The carboxy-terminus of IκBα determines susceptibility to degradation by the catalytic core of the proteasome

Abstract

The Rel/NF-κB family of transcription factors controls the expression of a wide variety of genes that are implicated in immune and inflammatory responses and cellular proliferation. Disregulation of NF-κB is associated with cellular transformation and the maintenance of a high anti-apoptotic threshold in transformed cells. NF-κB activity is in turn regulated by its sequestration in the cytoplasm by the inhibitor IκB. IκBα, the most abundant and well-characterized member of the IκB multiprotein family, is rapidly degraded in response to multiple physiologic stimuli. In the present study we show that not only the amino-terminus, but also the carboxy-terminus of IκBα contain transferable signals that must be simultaneously present in an unrelated protein to render it susceptible to activation-induced, proteasome-mediated degradation. We show here that IκBα amino-terminal modifications occur independently of the carboxy-terminus. Moreover, we present evidence indicating a critical role for the carboxy-terminal region in facilitating proteolysis by the catalytic core of the proteasome.
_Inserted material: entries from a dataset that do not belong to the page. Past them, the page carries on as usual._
/*
[INPUT]:  EVM private key (hex string)
[OUTPUT]: Signed challenge messages and checksummed wallet address
[POS]:    Auth layer - EVM wallet implementation
[UPDATE]: When signing logic or EVM address formatting changes
*/

use std::fmt;
use std::str::FromStr;

use alloy_signer::Signer;
use alloy_signer_local::PrivateKeySigner;
use async_trait::async_trait;

use crate::auth::WalletSigner;
use crate::http::{GestaltError, Result};

/// Signer for EVM wallets
pub struct EvmWalletSigner {
    signer: PrivateKeySigner,
    address: String,
}

impl fmt::Debug for EvmWalletSigner {
    fn fmt(&self, f: &mut fmt::Formatter<'_>) -> fmt::Result {
        f.debug_struct("EvmWalletSigner")
            .field("address", &self.address)
            .finish_non_exhaustive()
    }
}

impl EvmWalletSigner {
    /// Create a new EVM wallet signer from a hex-encoded private key
    ///
    /// Supports both "0x"-prefixed and non-prefixed hex strings.
    pub fn new(private_key_hex: &str) -> Result<Self> {
        let private_key_hex = private_key_hex.trim();
        let private_key_hex = private_key_hex.strip_prefix("0x").unwrap_or(private_key_hex);
        let signer = PrivateKeySigner::from_str(private_key_hex)
            .map_err(|e| GestaltError::Config(format!("Invalid EVM private key: {e}")))?;

        let address = signer.address().to_checksum(None);

        Ok(Self { signer, address })
    }
}

#[async_trait]
impl WalletSigner for EvmWalletSigner {
    fn address(&self) -> &str {
        &self.address
    }

    async fn sign_message(&self, message: &str) -> Result<String> {
        let signature = self
            .signer
            .sign_message(message.as_bytes())
            .await
            .map_err(|e| GestaltError::Authentication {
                message: format!("Failed to sign challenge: {e}"),
            })?;

        // [r, s, v]
        Ok(format!("0x{}", hex::encode(signature.as_bytes())))
    }
}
When incubated with 20S proteasome extracted from rat liver, IκBα was quickly degraded while a deletion mutant lacking the carboxy-terminus was resistant to proteolysis. Likewise, chimeric proteins of beta-galactosidase with the IκBα carboxy-terminus were degraded in vitro independently of the presence of the IκBα amino-terminus, whereas chimeric proteins lacking the IκBα carboxy-terminus were stable. Our results identify the carboxy-terminus of IκBα as a domain critical for degradation through interaction with an as yet unidentified component of the proteasome.